Em tempo: 1) Também os protestantes acusam os católicos de outro pecado que eles próprios cometem. Citam a continuação da passagem acima (precisamente o verso 7: “Nas vossas orações não queirais usar muitas palavras, como os pagãos, pois julgam que, pelo seu muito falar, serão ouvidos”) atribuindo-a às fórmulas católicas, suas ladainhas, orações etc. Tal acusação, além de erro exegético será também lógico e matemático, pois as orações genuinamente católicas não “multiplicam” palavras de forma improvisada e subjetiva como se faz no protestantismo e em seus cultos, mas as repetem da mesma forma que fez o Senhor (Cf. Mt XXVI, 42ss).


NOTAS:

[1] Ver capítulo anterior.

[2] Vídeo “Pescadores de homens” (https://www.yout.com/watch?v=BTCxn5bJ1SM). Acesso em 13/05/2017.

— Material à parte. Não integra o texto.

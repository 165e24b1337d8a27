//! The integration record and its revision bookkeeping.
//!
//! An [`Integration`] carries a desired and a current status; the
//! reconciliation controller drives the current status toward the desired
//! one. Every successful transition is reflected in the record's set of
//! [`IntegrationRevision`]s, with version numbers kept stable when a
//! transition merely reconfirms the state already on top.

use serde::{Deserialize, Serialize};
use time::OffsetDateTime;

use crate::status::{IntegrationStatus, RevisionState};

/// A versioned snapshot of an integration's deployed state.
///
/// Versions are assigned lazily when the revision set is recomputed after a
/// transition; see [`Integration::recompute_revisions`].
#[derive(Debug, Clone, PartialEq, Eq, Serialize, Deserialize)]
#[serde(rename_all = "camelCase")]
pub struct IntegrationRevision {
    pub version: u32,
    pub parent_version: u32,
    pub current_state: RevisionState,
    #[serde(with = "time::serde::rfc3339")]
    pub created_date: OffsetDateTime,
    #[serde(with = "time::serde::rfc3339")]
    pub last_updated: OffsetDateTime,
}

impl IntegrationRevision {
    /// Create a revision for the given state with fresh timestamps.
    pub fn new(version: u32, parent_version: u32, current_state: RevisionState) -> Self {
        let now = OffsetDateTime::now_utc();
        Self {
            version,
            parent_version,
            current_state,
            created_date: now,
            last_updated: now,
        }
    }

    /// Set the deployment state.
    pub fn with_current_state(mut self, state: RevisionState) -> Self {
        self.current_state = state;
        self
    }

    /// Set version and parent version together.
    pub fn with_version(mut self, version: u32, parent_version: u32) -> Self {
        self.version = version;
        self.parent_version = parent_version;
        self
    }

    /// Whether two revisions describe the same deployment outcome.
    ///
    /// Version and parent version are ignored: a revision that resolves to
    /// the state an existing entry already records replaces that entry
    /// rather than sitting next to it.
    pub fn same_deployment(&self, other: &IntegrationRevision) -> bool {
        self.current_state == other.current_state
    }
}

/// An integration record: the entity the reconciliation controller drives.
#[derive(Debug, Clone, PartialEq, Eq, Serialize, Deserialize)]
#[serde(rename_all = "camelCase")]
pub struct Integration {
    /// Identity, assigned by the store on create.
    #[serde(skip_serializing_if = "Option::is_none", default)]
    pub id: Option<String>,
    pub name: String,
    #[serde(skip_serializing_if = "Option::is_none", default)]
    pub desired_status: Option<IntegrationStatus>,
    #[serde(skip_serializing_if = "Option::is_none", default)]
    pub current_status: Option<IntegrationStatus>,
    #[serde(skip_serializing_if = "Option::is_none", default)]
    pub status_message: Option<String>,
    #[serde(default)]
    pub steps_done: u32,
    #[serde(with = "time::serde::rfc3339")]
    pub created_date: OffsetDateTime,
    #[serde(with = "time::serde::rfc3339")]
    pub last_updated: OffsetDateTime,
    #[serde(default)]
    pub revisions: Vec<IntegrationRevision>,
}

impl Integration {
    /// Create a new, unpersisted record. The store assigns the id.
    pub fn new(name: impl Into<String>) -> Self {
        let now = OffsetDateTime::now_utc();
        Self {
            id: None,
            name: name.into(),
            desired_status: None,
            current_status: None,
            status_message: None,
            steps_done: 0,
            created_date: now,
            last_updated: now,
            revisions: Vec::new(),
        }
    }

    /// Set the id.
    pub fn with_id(mut self, id: impl Into<String>) -> Self {
        self.id = Some(id.into());
        self
    }

    /// Set the desired status.
    pub fn with_desired_status(mut self, status: IntegrationStatus) -> Self {
        self.desired_status = Some(status);
        self
    }

    /// Set the current status.
    pub fn with_current_status(mut self, status: IntegrationStatus) -> Self {
        self.current_status = Some(status);
        self
    }

    /// Set the status message.
    pub fn with_status_message(mut self, message: impl Into<String>) -> Self {
        self.status_message = Some(message.into());
        self
    }

    /// Replace the revision set.
    pub fn with_revisions(mut self, revisions: Vec<IntegrationRevision>) -> Self {
        self.revisions = revisions;
        self
    }

    /// A record whose desired and current status agree (including both
    /// unset) is converged and must never be dispatched to a handler.
    pub fn is_converged(&self) -> bool {
        self.desired_status == self.current_status
    }

    /// Refresh the last-updated timestamp.
    pub fn touch(&mut self) {
        self.last_updated = OffsetDateTime::now_utc();
    }

    /// The most recent revision, by version order.
    pub fn last_revision(&self) -> Option<&IntegrationRevision> {
        self.revisions.iter().max_by_key(|r| r.version)
    }

    /// Build the candidate revision for this record's current deployment:
    /// the next version on top of the latest one, in the state implied by
    /// the current status (Draft when unset).
    pub fn deployed_revision(&self) -> IntegrationRevision {
        let (version, parent_version) = match self.last_revision() {
            Some(last) => (last.version + 1, last.version),
            None => (1, 0),
        };
        let state = self
            .current_status
            .map(RevisionState::from)
            .unwrap_or(RevisionState::Draft);
        IntegrationRevision::new(version, parent_version, state)
    }

    /// Recompute the revision set after a transition resolved to
    /// `new_state`.
    ///
    /// Any existing revision describing the same deployment is replaced,
    /// and when the latest revision already records `new_state` the
    /// candidate inherits its version and parent version instead of
    /// minting a new one. Repeated converge-to-same-state transitions
    /// therefore never bump the version.
    pub fn recompute_revisions(&self, new_state: RevisionState) -> Vec<IntegrationRevision> {
        let candidate = self.deployed_revision().with_current_state(new_state);

        let mut revisions: Vec<IntegrationRevision> = self
            .revisions
            .iter()
            .filter(|r| !r.same_deployment(&candidate))
            .cloned()
            .collect();

        let candidate = match self.last_revision() {
            Some(last) if last.current_state == new_state => {
                candidate.with_version(last.version, last.parent_version)
            }
            _ => candidate,
        };

        revisions.push(candidate);
        revisions
    }
}

#[cfg(test)]
mod tests {
    use super::*;

    fn activated(version: u32, parent: u32) -> IntegrationRevision {
        IntegrationRevision::new(version, parent, RevisionState::Active)
    }

    #[test]
    fn test_new_integration_is_converged() {
        let integration = Integration::new("orders-sync");
        assert!(integration.is_converged());
        assert!(integration.revisions.is_empty());
        assert_eq!(integration.steps_done, 0);
    }

    #[test]
    fn test_converged_with_matching_statuses() {
        let integration = Integration::new("orders-sync")
            .with_desired_status(IntegrationStatus::Activated)
            .with_current_status(IntegrationStatus::Activated);
        assert!(integration.is_converged());
    }

    #[test]
    fn test_not_converged_when_statuses_differ() {
        let integration = Integration::new("orders-sync")
            .with_desired_status(IntegrationStatus::Activated)
            .with_current_status(IntegrationStatus::Draft);
        assert!(!integration.is_converged());
    }

    #[test]
    fn test_last_revision_by_version() {
        let integration = Integration::new("orders-sync").with_revisions(vec![
            IntegrationRevision::new(2, 1, RevisionState::Inactive),
            activated(1, 0),
        ]);
        assert_eq!(integration.last_revision().unwrap().version, 2);
    }

    #[test]
    fn test_deployed_revision_on_empty_set() {
        let integration = Integration::new("orders-sync");
        let revision = integration.deployed_revision();
        assert_eq!(revision.version, 1);
        assert_eq!(revision.parent_version, 0);
        assert_eq!(revision.current_state, RevisionState::Draft);
    }

    #[test]
    fn test_first_transition_mints_version_one() {
        let integration = Integration::new("orders-sync")
            .with_desired_status(IntegrationStatus::Activated)
            .with_current_status(IntegrationStatus::Draft);
        let revisions = integration.recompute_revisions(RevisionState::Active);
        assert_eq!(revisions.len(), 1);
        assert_eq!(revisions[0].version, 1);
        assert_eq!(revisions[0].current_state, RevisionState::Active);
    }

    #[test]
    fn test_same_state_reconvergence_keeps_version() {
        let integration = Integration::new("orders-sync")
            .with_current_status(IntegrationStatus::Activated)
            .with_revisions(vec![activated(3, 2)]);
        let revisions = integration.recompute_revisions(RevisionState::Active);
        assert_eq!(revisions.len(), 1);
        assert_eq!(revisions[0].version, 3);
        assert_eq!(revisions[0].parent_version, 2);
    }

    #[test]
    fn test_new_state_mints_new_version() {
        let integration = Integration::new("orders-sync")
            .with_current_status(IntegrationStatus::Activated)
            .with_revisions(vec![activated(1, 0)]);
        let revisions = integration.recompute_revisions(RevisionState::Inactive);
        assert_eq!(revisions.len(), 2);
        let top = revisions.iter().max_by_key(|r| r.version).unwrap();
        assert_eq!(top.version, 2);
        assert_eq!(top.parent_version, 1);
        assert_eq!(top.current_state, RevisionState::Inactive);
    }

    #[test]
    fn test_same_deployment_ignores_version() {
        let a = activated(1, 0);
        let b = activated(7, 6);
        assert!(a.same_deployment(&b));
        let c = IntegrationRevision::new(1, 0, RevisionState::Inactive);
        assert!(!a.same_deployment(&c));
    }

    #[test]
    fn test_serialization_round_trip() {
        let integration = Integration::new("orders-sync")
            .with_id("i1")
            .with_desired_status(IntegrationStatus::Activated)
            .with_revisions(vec![activated(1, 0)]);
        let json = serde_json::to_string(&integration).unwrap();
        assert!(json.contains("\"desiredStatus\":\"Activated\""));
        let parsed: Integration = serde_json::from_str(&json).unwrap();
        assert_eq!(parsed, integration);
    }
}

[3] Graças às interferências maçônica e protestante, no período do Concílio Vaticano II, foi implantado algo que se gestou durante séculos, um Novus Ordo (Novo Ordinário) para a Missa, até então celebrada em latim (língua oficial do Culto Sagrado), com o padre não de costas ao público, mas de frente para Deus (uma vez que ali exerce também a função de representante nosso junto ao Senhor), e dotada do máximo de reverência e adoração necessárias ao trato com o Criador, especialmente através da riqueza de suas orações, cantos, gestos e símbolos. Com Bento XVI e seu Motu proprio summorum pontificum a vemos, para a surpresa de muitos, sendo aos poucos retomada e – curioso – com uma forte adesão por parte dos jovens, os “barulhentos” por natureza. Podemos encontrá-las pelo Brasil através do site http://www.missatridentina.com.br.

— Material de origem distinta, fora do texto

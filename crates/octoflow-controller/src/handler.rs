//! The status-change handler contract.
//!
//! Handlers are the pluggable units that perform the real work of moving a
//! record toward a target status: standing up a workload, tearing it down,
//! deleting it. They are designed to be:
//! - **Async**: invoked from the controller's worker task, free to await
//!   external systems
//! - **Declarative about scope**: each handler names the target statuses it
//!   knows how to drive records into
//! - **Fallible without consequence to the controller**: a returned error
//!   is noted on the record and retried on the safety-net poll

use async_trait::async_trait;
use octoflow_core::{Integration, IntegrationStatus};

/// Error type for handler execution.
#[derive(Debug, thiserror::Error)]
pub enum HandlerError {
    /// Handler execution failed with a message.
    #[error("Handler execution failed: {0}")]
    Execution(String),

    /// Handler failed against an external system.
    #[error("External system error: {0}")]
    External(String),

    /// Generic error with source.
    #[error(transparent)]
    Other(#[from] anyhow::Error),
}

impl HandlerError {
    /// Create an execution error from a string.
    pub fn execution(msg: impl Into<String>) -> Self {
        HandlerError::Execution(msg.into())
    }

    /// Create an external system error from a string.
    pub fn external(msg: impl Into<String>) -> Self {
        HandlerError::External(msg.into())
    }
}

/// The result a handler reports after driving a record.
#[derive(Debug, Clone, PartialEq, Eq)]
pub struct StatusUpdate {
    /// The status the record resolved to. Required: a handler with nothing
    /// to report returns `None` from `execute` instead.
    pub status: IntegrationStatus,
    /// Optional operator-facing message.
    pub status_message: Option<String>,
    /// How many of the handler's steps have been performed so far.
    pub steps_performed: u32,
}

impl StatusUpdate {
    /// An update carrying only the resulting status.
    pub fn new(status: IntegrationStatus) -> Self {
        Self {
            status,
            status_message: None,
            steps_performed: 0,
        }
    }

    /// An update with a message.
    pub fn with_message(status: IntegrationStatus, message: impl Into<String>) -> Self {
        Self {
            status,
            status_message: Some(message.into()),
            steps_performed: 0,
        }
    }

    /// Set the performed-step count.
    pub fn with_steps(mut self, steps: u32) -> Self {
        self.steps_performed = steps;
        self
    }
}

/// Trait for status-change handlers.
///
/// # Implementation Notes
///
/// - `execute` runs on the controller's single worker; long-running work
///   stalls reconciliation of other records behind it (a deliberate
///   trade-off — see the crate docs)
/// - Returning `Ok(None)` means "no change needed right now"; nothing is
///   persisted and the record is re-checked on the next poll
/// - Errors never crash the controller; they are rendered onto the
///   record's status message and retried
#[async_trait]
pub trait StatusChangeHandler: Send + Sync {
    /// Unique name for this handler (for logging).
    fn name(&self) -> &str;

    /// The target statuses this handler knows how to drive records into.
    fn trigger_statuses(&self) -> &[IntegrationStatus];

    /// Drive the record toward one of the trigger statuses.
    ///
    /// Returns the resulting status update, or `None` when no change is
    /// needed this cycle.
    async fn execute(
        &self,
        integration: &Integration,
    ) -> Result<Option<StatusUpdate>, HandlerError>;
}

#[cfg(test)]
mod tests {
    use super::*;

    // Compile-time test that StatusChangeHandler is object-safe
    fn _assert_handler_object_safe(_: &dyn StatusChangeHandler) {}

    #[test]
    fn test_status_update_constructors() {
        let update = StatusUpdate::new(IntegrationStatus::Activated);
        assert_eq!(update.status, IntegrationStatus::Activated);
        assert!(update.status_message.is_none());
        assert_eq!(update.steps_performed, 0);

        let update = StatusUpdate::with_message(IntegrationStatus::Pending, "building").with_steps(2);
        assert_eq!(update.status_message.as_deref(), Some("building"));
        assert_eq!(update.steps_performed, 2);
    }

    #[test]
    fn test_handler_error_rendering() {
        let err = HandlerError::execution("build failed");
        assert_eq!(err.to_string(), "Handler execution failed: build failed");
        let err = HandlerError::external("503 from target platform");
        assert_eq!(err.to_string(), "External system error: 503 from target platform");
    }
}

[4] Ver: “OS ABSURDOS NAS IGREJAS EVANGELICAS” PT. 1-4; 2-4; 3-4 e 4-4 – (www.youtube.com).

[5] Cristo nos salvou, antes, por sua Paixão e morte. A ressurreição foi a natural consequência por ser Ele o Deus da vida e a própria Vida. Daí que o caminho permanece o mesmo: primeiro “morrer com Cristo” para depois “viver com Cristo”. É o que está fixado especialmente na sequência de Lc IX, 24: negar a si, tomar a cruz e segui-lo. Então, “o que perseverar até o fim será salvo” (Mt XXIV, 13). Sob o tema da Santa Missa veremos mais adiante ao se falar da Eucaristia.

[6] Capítulo IV.

[7] Expressão atribuída a S. Felipe Neri (1515-1595).

[8] É justo consignar que o exemplo, infelizmente passou a nós católicos em seguimentos como o da Renovação Carismática (RCC), de influência notoriamente protestante.